WORKING DATA:
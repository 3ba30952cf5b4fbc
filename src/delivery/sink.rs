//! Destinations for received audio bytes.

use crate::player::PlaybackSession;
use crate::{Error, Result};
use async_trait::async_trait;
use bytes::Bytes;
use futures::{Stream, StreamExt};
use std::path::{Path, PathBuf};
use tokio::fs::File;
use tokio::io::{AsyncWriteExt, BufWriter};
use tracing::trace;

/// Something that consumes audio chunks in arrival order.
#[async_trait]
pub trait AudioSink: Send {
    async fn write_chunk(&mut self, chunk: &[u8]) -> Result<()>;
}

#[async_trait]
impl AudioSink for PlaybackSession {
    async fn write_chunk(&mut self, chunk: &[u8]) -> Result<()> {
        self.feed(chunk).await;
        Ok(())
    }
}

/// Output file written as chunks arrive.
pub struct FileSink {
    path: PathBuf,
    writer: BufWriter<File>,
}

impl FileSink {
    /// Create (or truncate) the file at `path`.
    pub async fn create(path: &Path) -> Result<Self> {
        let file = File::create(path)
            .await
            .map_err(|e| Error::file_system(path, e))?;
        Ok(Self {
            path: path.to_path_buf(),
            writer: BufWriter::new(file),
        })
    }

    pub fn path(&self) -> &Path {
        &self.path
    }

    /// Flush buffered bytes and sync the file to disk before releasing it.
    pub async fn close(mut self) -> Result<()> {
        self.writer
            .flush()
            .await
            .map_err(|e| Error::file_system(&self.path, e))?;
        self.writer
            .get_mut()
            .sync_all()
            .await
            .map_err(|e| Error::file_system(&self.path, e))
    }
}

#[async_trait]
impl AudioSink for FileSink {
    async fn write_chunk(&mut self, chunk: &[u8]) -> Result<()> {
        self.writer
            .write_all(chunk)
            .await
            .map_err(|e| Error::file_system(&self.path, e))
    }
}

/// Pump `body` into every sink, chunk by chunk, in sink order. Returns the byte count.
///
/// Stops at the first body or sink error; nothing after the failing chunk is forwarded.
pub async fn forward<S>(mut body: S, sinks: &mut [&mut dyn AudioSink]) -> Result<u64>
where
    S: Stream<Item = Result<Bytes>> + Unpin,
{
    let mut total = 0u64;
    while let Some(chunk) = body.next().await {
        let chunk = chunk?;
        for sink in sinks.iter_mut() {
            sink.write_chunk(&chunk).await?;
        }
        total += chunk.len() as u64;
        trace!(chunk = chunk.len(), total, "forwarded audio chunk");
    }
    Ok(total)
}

TASK PROMPT: Copy all data exactly, start to finish.

WRITTEN SOLUTION:
repository 3ba30952cf5b4fbc
filename src/delivery/sink.rs
//! Destinations for received audio bytes.

use crate::player::PlaybackSession;
use crate::{Error, Result};
use async_trait::async_trait;
use bytes::Bytes;
use futures::{Stream, StreamExt};
use std::path::{Path, PathBuf};
use tokio::fs::File;
use tokio::io::{AsyncWriteExt, BufWriter};
use tracing::trace;

/// Something that consumes audio chunks in arrival order.
#[async_trait]
pub trait AudioSink: Send {
    async fn write_chunk(&mut self, chunk: &[u8]) -> Result<()>;
}

#[async_trait]
impl AudioSink for PlaybackSession {
    async fn write_chunk(&mut self, chunk: &[u8]) -> Result<()> {
        self.feed(chunk).await;
        Ok(())
    }
}

/// Output file written as chunks arrive.
pub struct FileSink {
    path: PathBuf,
    writer: BufWriter<File>,
}

impl FileSink {
    /// Create (or truncate) the file at `path`.
    pub async fn create(path: &Path) -> Result<Self> {
        let file = File::create(path)
            .await
            .map_err(|e| Error::file_system(path, e))?;
        Ok(Self {
            path: path.to_path_buf(),
            writer: BufWriter::new(file),
        })
    }

    pub fn path(&self) -> &Path {
        &self.path
    }

    /// Flush buffered bytes and sync the file to disk before releasing it.
    pub async fn close(mut self) -> Result<()> {
        self.writer
            .flush()
            .await
            .map_err(|e| Error::file_system(&self.path, e))?;
        self.writer
            .get_mut()
            .sync_all()
            .await
            .map_err(|e| Error::file_system(&self.path, e))
    }
}

#[async_trait]
impl AudioSink for FileSink {
    async fn write_chunk(&mut self, chunk: &[u8]) -> Result<()> {
        self.writer
            .write_all(chunk)
            .await
            .map_err(|e| Error::file_system(&self.path, e))
    }
}

/// Pump `body` into every sink, chunk by chunk, in sink order. Returns the byte count.
///
/// Stops at the first body or sink error; nothing after the failing chunk is forwarded.
pub async fn forward<S>(mut body: S, sinks: &mut [&mut dyn AudioSink]) -> Result<u64>
where
    S: Stream<Item = Result<Bytes>> + Unpin,
{
    let mut total = 0u64;
    while let Some(chunk) = body.next().await {
        let chunk = chunk?;
        for sink in sinks.iter_mut() {
            sink.write_chunk(&chunk).await?;
        }
        total += chunk.len() as u64;
        trace!(chunk = chunk.len(), total, "forwarded audio chunk");
    }
    Ok(total)
}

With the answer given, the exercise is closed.